#### Task details:
Transcribe exactly the lines from the one containing "let dir = match" through the end of the entries, including both the first and the last, and nothing else.

(Collected data)
++++++++++

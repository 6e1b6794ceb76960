// Regulus Report - Benchmark log reporting pipeline
//
// Copyright (c) 2025 Regulus contributors.
//
// SPDX-License-Identifier: Apache-2.0
//
// Licensed under the Apache License, Version 2.0 (the "License");
// you may not use this file except in compliance with the License.
// You may obtain a copy of the License in the LICENSE file at the
// root of this repository or at: http://www.apache.org/licenses/LICENSE-2.0
//
// Unless required by applicable law or agreed to in writing, software
// distributed under the License is distributed on an "AS IS" BASIS,
// WITHOUT WARRANTIES OR CONDITIONS OF ANY KIND, either express or implied.
// See the License for the specific language governing permissions and
// limitations under the License.

//! Upgrade chains checked against the target generation's schema.

use proptest::prelude::*;
use regulus_schema::{
    detect_version, SchemaCatalog, SchemaError, SchemaManager, SchemaVersion,
};
use serde_json::{json, Value};

fn v1_report(benchmarks: &[(String, usize)]) -> Value {
    let mut results = Vec::new();
    let mut summary = serde_json::Map::new();
    for (bench, count) in benchmarks {
        let files: Vec<String> = (0..*count)
            .map(|i| format!("{}/run-{}/result-summary.txt", bench, i))
            .collect();
        for file in &files {
            results.push(json!({"file_path": file, "benchmark": bench, "run_id": "abc"}));
        }
        summary.insert(bench.clone(), json!({"count": count, "files": files}));
    }
    json!({
        "generation_info": {
            "total_results": results.len(),
            "timestamp": "2025-01-20T12:00:00.000000Z",
            "benchmarks": benchmarks.iter().map(|(b, _)| b.clone()).collect::<Vec<_>>()
        },
        "results": results,
        "summary_by_benchmark": summary
    })
}

// ===== Fixed documents =====

#[test]
fn test_v1_document_validates_against_v1() {
    let manager = SchemaManager::default();
    let doc = v1_report(&[("uperf".to_string(), 2)]);
    manager.validate(&doc, "1.0").unwrap();
}

#[test]
fn test_v1_document_fails_v2() {
    let manager = SchemaManager::default();
    let doc = v1_report(&[("uperf".to_string(), 1)]);
    let err = manager.validate(&doc, "2.0").unwrap_err();
    assert!(err
        .validation_errors()
        .iter()
        .any(|e| e == "$: missing required property 'schema_info'"));
}

#[test]
fn test_upgraded_document_declares_new_version() {
    let manager = SchemaManager::default();
    let doc = v1_report(&[("iperf".to_string(), 3)]);
    let up = manager.upgrade(&doc, "1.0", "2.0").unwrap();
    assert_eq!(detect_version(&up).unwrap(), SchemaVersion::V2_0);
    assert_eq!(up["summary_by_benchmark"]["iperf"]["success_rate"], 1.0);
}

#[test]
fn test_unknown_versions_are_rejected() {
    let manager = SchemaManager::default();
    let doc = v1_report(&[]);
    assert!(matches!(
        manager.upgrade(&doc, "1.0", "3.0"),
        Err(SchemaError::UnknownVersion(_))
    ));
    assert!(matches!(
        manager.upgrade(&doc, "2.0", "1.1"),
        Err(SchemaError::NoUpgradePath { .. })
    ));
}

// ===== Properties =====

proptest! {
    #![proptest_config(ProptestConfig::with_cases(48))]

    /// Property: every upgraded 1.0 document is a valid document of each later generation
    #[test]
    fn prop_upgrades_validate(
        benchmarks in prop::collection::btree_map("[a-z]{3,8}", 0usize..5, 0..4)
    ) {
        let manager = SchemaManager::default();
        let benchmarks: Vec<(String, usize)> = benchmarks.into_iter().collect();
        let doc = v1_report(&benchmarks);

        for target in ["1.1", "2.0"] {
            let up = manager.upgrade(&doc, "1.0", target).unwrap();
            prop_assert!(manager.validate(&up, target).is_ok(), "{:?}", manager.validate(&up, target));
        }
    }

    /// Property: upgrading never changes the result list length
    #[test]
    fn prop_upgrade_preserves_results(
        benchmarks in prop::collection::btree_map("[a-z]{3,8}", 0usize..5, 0..4)
    ) {
        let benchmarks: Vec<(String, usize)> = benchmarks.into_iter().collect();
        let doc = v1_report(&benchmarks);
        let up = SchemaManager::default().upgrade(&doc, "1.0", "2.0").unwrap();
        prop_assert_eq!(
            up["results"].as_array().map(Vec::len),
            doc["results"].as_array().map(Vec::len)
        );
    }
}
//! Configuration module for folderwatch.
//!
//! This module handles parsing configuration from environment variables.
//!
//! # Environment Variables
//!
//! | Variable | Required | Default | Description |
//! |----------|----------|---------|-------------|
//! | `FOLDERWATCH_PATH` | No | `~/Documents` | Directory to watch |
//! | `FOLDERWATCH_RECURSIVE` | No | `true` | Watch the whole tree under the root |
//! | `FOLDERWATCH_INITIAL_SCAN` | No | `false` | Report existing files as added on start |
//!
//! Booleans accept `1`/`0`, `true`/`false`, `yes`/`no` and `on`/`off`.
//!
//! # Example
//!
//! ```no_run
//! use folderwatch::config::Config;
//!
//! let config = Config::from_env().expect("Failed to load configuration");
//! println!("Watching: {}", config.watch_path);
//! ```

use std::env;

use directories::{BaseDirs, UserDirs};
use thiserror::Error;

use crate::session::SessionOptions;
use crate::types::WatchPath;

/// Default watch directory name relative to home, when the platform has no
/// documents directory.
const DEFAULT_WATCH_DIR: &str = "Documents";

const ENV_PATH: &str = "FOLDERWATCH_PATH";
const ENV_RECURSIVE: &str = "FOLDERWATCH_RECURSIVE";
const ENV_INITIAL_SCAN: &str = "FOLDERWATCH_INITIAL_SCAN";

/// Errors that can occur during configuration parsing.
#[derive(Error, Debug)]
pub enum ConfigError {
    /// Environment variable has an invalid value.
    #[error("invalid value for {key}: {message}")]
    InvalidValue { key: String, message: String },

    /// Failed to determine home directory.
    #[error("failed to determine home directory")]
    NoHomeDirectory,
}

/// Configuration for the watch service.
#[derive(Debug, Clone, PartialEq, Eq)]
pub struct Config {
    /// Root directory to watch.
    pub watch_path: WatchPath,

    /// Watch subdirectories as well.
    pub recursive: bool,

    /// Report files already present when a session opens.
    pub initial_scan: bool,
}

impl Config {
    /// Creates a new `Config` by parsing environment variables.
    ///
    /// # Errors
    ///
    /// Returns a `ConfigError` if:
    /// - `FOLDERWATCH_PATH` is set but blank
    /// - A boolean variable holds something other than a recognized boolean
    /// - `FOLDERWATCH_PATH` is unset and the home directory cannot be determined
    pub fn from_env() -> Result<Self, ConfigError> {
        // Optional: FOLDERWATCH_PATH (default: ~/Documents)
        let watch_path = match env::var(ENV_PATH) {
            Ok(val) => WatchPath::new(val).map_err(|e| ConfigError::InvalidValue {
                key: ENV_PATH.to_string(),
                message: e.to_string(),
            })?,
            Err(_) => default_watch_path()?,
        };

        // Optional: FOLDERWATCH_RECURSIVE (default: true)
        let recursive = parse_bool_var(ENV_RECURSIVE, true)?;

        // Optional: FOLDERWATCH_INITIAL_SCAN (default: false)
        let initial_scan = parse_bool_var(ENV_INITIAL_SCAN, false)?;

        Ok(Self {
            watch_path,
            recursive,
            initial_scan,
        })
    }

    /// Session options derived from this configuration.
    #[must_use]
    pub fn session_options(&self) -> SessionOptions {
        SessionOptions {
            recursive: self.recursive,
            initial_scan: self.initial_scan,
        }
    }
}

/// The user's documents directory, or `~/Documents` where the platform has none.
fn default_watch_path() -> Result<WatchPath, ConfigError> {
    let dir = match UserDirs::new().and_then(|dirs| dirs.document_dir().map(|d| d.to_path_buf())) {
        Some(dir) => dir,
        None => BaseDirs::new()
            .ok_or(ConfigError::NoHomeDirectory)?
            .home_dir()
            .join(DEFAULT_WATCH_DIR),
    };

    WatchPath::new(dir.to_string_lossy()).map_err(|_| ConfigError::NoHomeDirectory)
}

fn parse_bool_var(key: &str, default: bool) -> Result<bool, ConfigError> {
    match env::var(key) {
        Ok(val) => parse_bool(&val).ok_or_else(|| ConfigError::InvalidValue {
            key: key.to_string(),
            message: format!("expected boolean, got '{val}'"),
        }),
        Err(_) => Ok(default),
    }
}

fn parse_bool(val: &str) -> Option<bool> {
    match val.trim().to_ascii_lowercase().as_str() {
        "1" | "true" | "yes" | "on" => Some(true),
        "0" | "false" | "no" | "off" => Some(false),
        _ => None,
    }
}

++++++++++

#### Output:
    let dir = match UserDirs::new().and_then(|dirs| dirs.document_dir().map(|d| d.to_path_buf())) {
        Some(dir) => dir,
        None => BaseDirs::new()
            .ok_or(ConfigError::NoHomeDirectory)?
            .home_dir()
            .join(DEFAULT_WATCH_DIR),
    };

    WatchPath::new(dir.to_string_lossy()).map_err(|_| ConfigError::NoHomeDirectory)
}

fn parse_bool_var(key: &str, default: bool) -> Result<bool, ConfigError> {
    match env::var(key) {
        Ok(val) => parse_bool(&val).ok_or_else(|| ConfigError::InvalidValue {
            key: key.to_string(),
            message: format!("expected boolean, got '{val}'"),
        }),
        Err(_) => Ok(default),
    }
}

fn parse_bool(val: &str) -> Option<bool> {
    match val.trim().to_ascii_lowercase().as_str() {
        "1" | "true" | "yes" | "on" => Some(true),
        "0" | "false" | "no" | "off" => Some(false),
        _ => None,
    }
}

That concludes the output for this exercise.